Stored data entries
--- START ---

//! Byte-level access to the stream for notification handlers.

use core::time::Duration;

use log::warn;

use super::serial::SerialPort;

/// Blocking byte source handed to a notification handler.
///
/// `None` means the stream closed or stalled past its per-byte budget;
/// handlers abandon the frame on the first `None`.
pub trait ByteSource {
    fn read_byte(&mut self) -> Option<u8>;

    /// Fill as much of `buf` as possible, stopping at the first `None`.
    fn read_into(&mut self, buf: &mut [u8]) -> usize {
        for (n, slot) in buf.iter_mut().enumerate() {
            match self.read_byte() {
                Some(b) => *slot = b,
                None => return n,
            }
        }
        buf.len()
    }
}

impl ByteSource for &[u8] {
    fn read_byte(&mut self) -> Option<u8> {
        let (&first, rest) = self.split_first()?;
        *self = rest;
        Some(first)
    }
}

/// A table of notification prefixes with the code that frames them.
///
/// The parser task calls [`handle`](UrcHandler::handle) as soon as the
/// current line equals `prefixes()[index]`; the handler then owns the
/// stream until it returns.
pub trait UrcHandler: Send + 'static {
    fn prefixes(&self) -> &[&'static str];
    fn handle(&mut self, index: usize, stream: &mut dyn ByteSource);
}

const READ_CHUNK: usize = 64;

/// Buffered reader over the serial port; the parser task's only way in.
pub(crate) struct StreamReader<P: SerialPort> {
    port: std::sync::Arc<P>,
    buf: [u8; READ_CHUNK],
    head: usize,
    len: usize,
    byte_timeout: Duration,
}

impl<P: SerialPort> StreamReader<P> {
    pub(crate) fn new(port: std::sync::Arc<P>, byte_timeout: Duration) -> Self {
        Self {
            port,
            buf: [0; READ_CHUNK],
            head: 0,
            len: 0,
            byte_timeout,
        }
    }

    /// Next byte, waiting at most `timeout` if the buffer is empty.
    pub(crate) fn poll(&mut self, timeout: Duration) -> Result<Option<u8>, P::Error> {
        if self.head == self.len {
            self.head = 0;
            self.len = self.port.read(&mut self.buf, timeout)?;
            if self.len == 0 {
                return Ok(None);
            }
        }
        let b = self.buf[self.head];
        self.head += 1;
        Ok(Some(b))
    }
}

impl<P: SerialPort> ByteSource for StreamReader<P> {
    fn read_byte(&mut self) -> Option<u8> {
        match self.poll(self.byte_timeout) {
            Ok(b) => b,
            Err(e) => {
                warn!("AT: read failed inside notification: {:?}", e);
                None
            }
        }
    }
}
//! Unsolicited result codes.
//!
//! Two notifications matter to the session:
//!
//! | Prefix                | Framer                 | Effect                       |
//! |-----------------------|------------------------|------------------------------|
//! | `+QIURC: "recv",`     | [`recv::frame_incoming`] | payload into the channel     |
//! | `+QIURC: "dnsgip",`   | [`dnsgip::frame_domain`] | address to the rendezvous    |
//!
//! The prefixes are literal and never overlap, so the first one the line
//! equals selects the framer.

pub mod dnsgip;
pub mod recv;

use core::cell::Cell;
use std::sync::Arc;
use std::sync::atomic::{AtomicU32, Ordering};

use embassy_sync::blocking_mutex::Mutex;
use embassy_sync::blocking_mutex::raw::CriticalSectionRawMutex;
use log::{debug, warn};

use crate::at::{ByteSource, UrcHandler};
use crate::channel::ChannelTable;
use crate::error::{Error, FrameError};
use crate::resolver::Rendezvous;

use self::dnsgip::DomainFrame;

pub const RECV_PREFIX: &str = "+QIURC: \"recv\",";
pub const DNSGIP_PREFIX: &str = "+QIURC: \"dnsgip\",";

#[derive(Debug, Clone, Copy, PartialEq, Eq)]
pub enum Notification {
    IncomingData,
    DomainResult,
}

/// Prefix table, indexed by the parser's match position.
pub const NOTIFICATIONS: [(&str, Notification); 2] = [
    (RECV_PREFIX, Notification::IncomingData),
    (DNSGIP_PREFIX, Notification::DomainResult),
];

static PREFIXES: [&str; 2] = [NOTIFICATIONS[0].0, NOTIFICATIONS[1].0];

/// Accumulate a decimal field up to `terminator`.
///
/// At most `max_digits` digits are accepted and at least one is required.
pub fn read_decimal(
    src: &mut dyn ByteSource,
    terminator: u8,
    max_digits: usize,
) -> Result<u32, FrameError> {
    let mut value: u32 = 0;
    let mut digits = 0;
    loop {
        let b = src.read_byte().ok_or(FrameError::StreamClosed)?;
        match b {
            b'0'..=b'9' => {
                digits += 1;
                if digits > max_digits {
                    return Err(FrameError::Overflow);
                }
                value = value * 10 + u32::from(b - b'0');
            }
            _ if b == terminator && digits > 0 => return Ok(value),
            _ => return Err(FrameError::Malformed),
        }
    }
}

/// Abandoned notifications, written by the parser task and read by the
/// session.
pub struct DesyncLog {
    count: AtomicU32,
    last: Mutex<CriticalSectionRawMutex, Cell<Option<FrameError>>>,
}

impl DesyncLog {
    pub const fn new() -> Self {
        Self {
            count: AtomicU32::new(0),
            last: Mutex::new(Cell::new(None)),
        }
    }

    pub fn record(&self, e: FrameError) {
        self.count.fetch_add(1, Ordering::Relaxed);
        self.last.lock(|last| last.set(Some(e)));
    }

    /// Notifications abandoned so far.
    pub fn count(&self) -> u32 {
        self.count.load(Ordering::Relaxed)
    }

    /// The most recent framing failure as an [`Error::Desync`].
    pub fn last(&self) -> Option<Error> {
        self.last.lock(Cell::get).map(Error::from)
    }
}

impl Default for DesyncLog {
    fn default() -> Self {
        Self::new()
    }
}

/// Routes matched notifications to their framers.
pub struct Dispatcher {
    channels: Arc<ChannelTable>,
    rendezvous: Arc<Rendezvous>,
    desync: Arc<DesyncLog>,
}

impl Dispatcher {
    pub fn new(
        channels: Arc<ChannelTable>,
        rendezvous: Arc<Rendezvous>,
        desync: Arc<DesyncLog>,
    ) -> Self {
        Self {
            channels,
            rendezvous,
            desync,
        }
    }

    /// Frame one notification whose prefix has already been consumed.
    pub fn dispatch(
        &self,
        which: Notification,
        stream: &mut dyn ByteSource,
    ) -> Result<(), FrameError> {
        match which {
            Notification::IncomingData => {
                let (id, len) = recv::frame_incoming(stream, &self.channels)?;
                debug!("SOCK[{}]: {} bytes received", id, len);
            }
            Notification::DomainResult => match dnsgip::frame_domain(stream)? {
                DomainFrame::Address(addr) => {
                    if self.rendezvous.post(addr) {
                        debug!("DNS: resolved {}", addr);
                    }
                }
                DomainFrame::Header { error: 0 } => debug!("DNS: lookup accepted"),
                DomainFrame::Header { error } => warn!("DNS: modem reported error {}", error),
            },
        }
        Ok(())
    }
}

impl UrcHandler for Dispatcher {
    fn prefixes(&self) -> &[&'static str] {
        &PREFIXES
    }

    fn handle(&mut self, index: usize, stream: &mut dyn ByteSource) {
        let Some(&(_, which)) = NOTIFICATIONS.get(index) else {
            return;
        };
        if let Err(e) = self.dispatch(which, stream) {
            warn!("URC: {:?} abandoned: {}", which, e);
            self.desync.record(e);
        }
    }
}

--- END ---

Work to complete
Return, please, the lines of the data from the first through the line containing "Fill as much", both kept, exactly as they stand and nothing more.

Response to this task
//! Byte-level access to the stream for notification handlers.

use core::time::Duration;

use log::warn;

use super::serial::SerialPort;

/// Blocking byte source handed to a notification handler.
///
/// `None` means the stream closed or stalled past its per-byte budget;
/// handlers abandon the frame on the first `None`.
pub trait ByteSource {
    fn read_byte(&mut self) -> Option<u8>;

    /// Fill as much of `buf` as possible, stopping at the first `None`.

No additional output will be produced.